El médico dijo al muchacho: «Sólo una transfusión de tu sangre puede salvar la vida de tu hermana. ¿Estás dispuesto a dársela?»
Los ojos del muchacho reflejaron verdadero pavor. Dudó por unos instantes, y finalmente dijo:
- «De acuerdo, doctor: lo haré».
Una hora después de realizada la transfusión, el muchacho preguntó indeciso:
- «Dígame, doctor, ¿cuándo voy a morir?»
Sólo entonces comprendió el doctor el momentáneo pavor que había detectado en los ojos del muchacho: creía que, al dar su sangre, iba también a dar la vida por su hermana.
EL POBRE JEREMÍAS

Jeremías estaba enamorado de una mujer altísima, y todas las noches, al regresar del trabajo a su casa, suspiraba por poder besarla, pero era demasiado tímido para pedírselo.

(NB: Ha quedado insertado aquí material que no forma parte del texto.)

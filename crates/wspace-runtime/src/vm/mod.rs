//! Execution engine
//!
//! A single-threaded stack machine over a fixed [`Program`] and an injected
//! [`IoChannel`]. Each engine owns its [`MachineState`] exclusively; running
//! several programs concurrently means one engine per program.

mod state;

pub use state::MachineState;

use crate::error::RuntimeFault;
use crate::instruction::Operation;
use crate::io::IoChannel;
use crate::program::Program;

/// Virtual machine bound to one program and one I/O channel
pub struct VM<C: IoChannel> {
    program: Program,
    channel: C,
    state: MachineState,
}

impl<C: IoChannel> VM<C> {
    /// Create a machine at the initial state: pc 0, empty stack and heap
    pub fn new(program: Program, channel: C) -> Self {
        VM {
            program,
            channel,
            state: MachineState::new(),
        }
    }

    /// True once EXIT has executed
    pub fn is_finished(&self) -> bool {
        self.state.terminated
    }

    /// The machine state, for inspection by hosts and tests
    pub fn state(&self) -> &MachineState {
        &self.state
    }

    /// The bound program
    pub fn program(&self) -> &Program {
        &self.program
    }

    /// Consume the machine, returning the channel (e.g. to read captured
    /// output after a run)
    pub fn into_channel(self) -> C {
        self.channel
    }

    fn pop(&mut self) -> Result<i64, RuntimeFault> {
        self.state.stack.pop().ok_or(RuntimeFault::StackUnderflow)
    }

    fn push(&mut self, value: i64) {
        self.state.stack.push(value);
    }

    /// Instruction index of the LABEL marker for `label`
    fn find_label(&self, label: i64) -> Result<usize, RuntimeFault> {
        self.program
            .label_target(label)
            .ok_or(RuntimeFault::UndefinedLabel { label })
    }

    /// Execute exactly one instruction
    ///
    /// Advances the program counter by one unless the instruction branched.
    /// Faults if the counter is already past the last instruction, which is
    /// what falling off the end without an EXIT looks like.
    pub fn step(&mut self) -> Result<(), RuntimeFault> {
        let Some(&instr) = self.program.instructions().get(self.state.pc) else {
            return Err(RuntimeFault::PcOutOfRange {
                pc: self.state.pc,
                len: self.program.len(),
            });
        };
        let mut branch_taken = false;

        match instr.op() {
            Operation::Readch => {
                let address = self.pop()?;
                let ch = self.channel.read_char()?;
                self.state.heap.insert(address, ch as i64);
            }
            Operation::Readi => {
                let address = self.pop()?;
                let value = self.channel.read_int()?;
                self.state.heap.insert(address, value);
            }
            Operation::Writech => {
                let value = self.pop()?;
                let ch = u32::try_from(value)
                    .ok()
                    .and_then(char::from_u32)
                    .ok_or(RuntimeFault::InvalidCharacter { value })?;
                self.channel.write_char(ch)?;
            }
            Operation::Writei => {
                let value = self.pop()?;
                self.channel.write_int(value)?;
            }

            Operation::Push => {
                self.push(instr.param());
            }
            Operation::Dup => {
                let item = self.pop()?;
                self.push(item);
                self.push(item);
            }
            Operation::Swap => {
                let item1 = self.pop()?;
                let item2 = self.pop()?;
                self.push(item1);
                self.push(item2);
            }
            Operation::Pop => {
                self.pop()?;
            }
            Operation::Copy => {
                let depth = self.state.stack.len();
                let index = usize::try_from(instr.param())
                    .ok()
                    .filter(|&n| n < depth)
                    .ok_or(RuntimeFault::CopyOutOfRange {
                        index: instr.param(),
                        depth,
                    })?;
                self.push(self.state.stack[depth - index - 1]);
            }
            Operation::Drop => {
                // slide: the top survives, n elements below it go
                let count = instr.param().max(0);
                let depth = self.state.stack.len();
                let count = usize::try_from(count)
                    .ok()
                    .filter(|&n| n + 1 <= depth)
                    .ok_or(RuntimeFault::DropOutOfRange {
                        count: instr.param(),
                        depth,
                    })?;
                let top = self.state.stack[depth - 1];
                self.state.stack.truncate(depth - 1 - count);
                self.state.stack.push(top);
            }

            Operation::Add => {
                let b = self.pop()?;
                let a = self.pop()?;
                self.push(a.wrapping_add(b));
            }
            Operation::Sub => {
                let b = self.pop()?;
                let a = self.pop()?;
                self.push(a.wrapping_sub(b));
            }
            Operation::Mul => {
                let b = self.pop()?;
                let a = self.pop()?;
                self.push(a.wrapping_mul(b));
            }
            Operation::Div => {
                let b = self.pop()?;
                let a = self.pop()?;
                if b == 0 {
                    return Err(RuntimeFault::DivisionByZero);
                }
                self.push(a.wrapping_div(b));
            }
            Operation::Mod => {
                let b = self.pop()?;
                let a = self.pop()?;
                if b == 0 {
                    return Err(RuntimeFault::DivisionByZero);
                }
                self.push(a.wrapping_rem(b));
            }

            Operation::Label => {
                // jump-target marker only
            }
            Operation::Call => {
                let target = self.find_label(instr.param())?;
                self.state.return_addresses.push(self.state.pc + 1);
                self.state.pc = target;
                branch_taken = true;
            }
            Operation::Jmp => {
                self.state.pc = self.find_label(instr.param())?;
                branch_taken = true;
            }
            Operation::Jmpzero => {
                if self.pop()? == 0 {
                    self.state.pc = self.find_label(instr.param())?;
                    branch_taken = true;
                }
            }
            Operation::Jmpneg => {
                if self.pop()? < 0 {
                    self.state.pc = self.find_label(instr.param())?;
                    branch_taken = true;
                }
            }
            Operation::Ret => {
                self.state.pc = self
                    .state
                    .return_addresses
                    .pop()
                    .ok_or(RuntimeFault::ReturnStackUnderflow)?;
                branch_taken = true;
            }
            Operation::Exit => {
                self.state.terminated = true;
            }

            Operation::Store => {
                let value = self.pop()?;
                let address = self.pop()?;
                self.state.heap.insert(address, value);
            }
            Operation::Load => {
                let address = self.pop()?;
                let value = self.state.heap.get(&address).copied().unwrap_or(0);
                self.push(value);
            }
        }

        if !branch_taken {
            self.state.pc += 1;
        }
        Ok(())
    }

    /// Step until the machine terminates
    ///
    /// Never imposes an iteration limit; a program with no reachable EXIT
    /// loops forever, which is a property of the modeled language. A fault
    /// aborts the run and leaves the state as of the faulting instruction.
    pub fn run(&mut self) -> Result<(), RuntimeFault> {
        while !self.is_finished() {
            self.step()?;
        }
        Ok(())
    }
}

#[cfg(test)]
mod tests {
    use super::*;
    use crate::instruction::Instruction;
    use crate::io::MemoryChannel;

    fn machine(instructions: Vec<Instruction>) -> VM<MemoryChannel> {
        VM::new(Program::new(instructions), MemoryChannel::new())
    }

    #[test]
    fn exit_terminates_after_one_step_with_empty_state() {
        let mut vm = machine(vec![Instruction::exit()]);
        vm.step().unwrap();
        assert!(vm.is_finished());
        assert!(vm.state().stack.is_empty());
        assert!(vm.state().heap.is_empty());
    }

    #[test]
    fn stepping_past_the_end_faults() {
        let mut vm = machine(vec![Instruction::push(1)]);
        vm.step().unwrap();
        assert!(matches!(
            vm.step(),
            Err(RuntimeFault::PcOutOfRange { pc: 1, len: 1 })
        ));
    }

    #[test]
    fn drop_keeps_the_top_element() {
        let mut vm = machine(vec![
            Instruction::push(10),
            Instruction::push(20),
            Instruction::push(30),
            Instruction::drop(2),
            Instruction::exit(),
        ]);
        vm.run().unwrap();
        assert_eq!(vm.state().stack, vec![30]);
    }

    #[test]
    fn drop_with_negative_count_is_a_no_op() {
        let mut vm = machine(vec![
            Instruction::push(1),
            Instruction::drop(-3),
            Instruction::exit(),
        ]);
        vm.run().unwrap();
        assert_eq!(vm.state().stack, vec![1]);
    }

    #[test]
    fn copy_pushes_element_at_depth() {
        let mut vm = machine(vec![
            Instruction::push(10),
            Instruction::push(20),
            Instruction::push(30),
            Instruction::copy(2),
            Instruction::exit(),
        ]);
        vm.run().unwrap();
        assert_eq!(vm.state().stack, vec![10, 20, 30, 10]);
    }
}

Una noche, sin embargo, se armó de valor y le dijo:
- «¿Querrías darme un beso?» Ella mostró su conformidad; pero, como Jeremías era extraordinariamente bajo de estatura, se pusieron a buscar algo sobre lo que pudiera subirse. Al fin, encontraron en una herrería abandonada un yunque sobre el que Jeremías alcanzó la altura deseada.
Tras caminar durante cerca de un kilómetro, Jeremías le dijo a la mujer:
- <<¿Podrías darme otro beso, querida?» - «No», respondió la mujer. «Ya te he dado uno, y es suficiente por hoy». Y Jeremías dijo: - «Entonces, ¿por qué no me has impedido cargar con este maldito yunque?»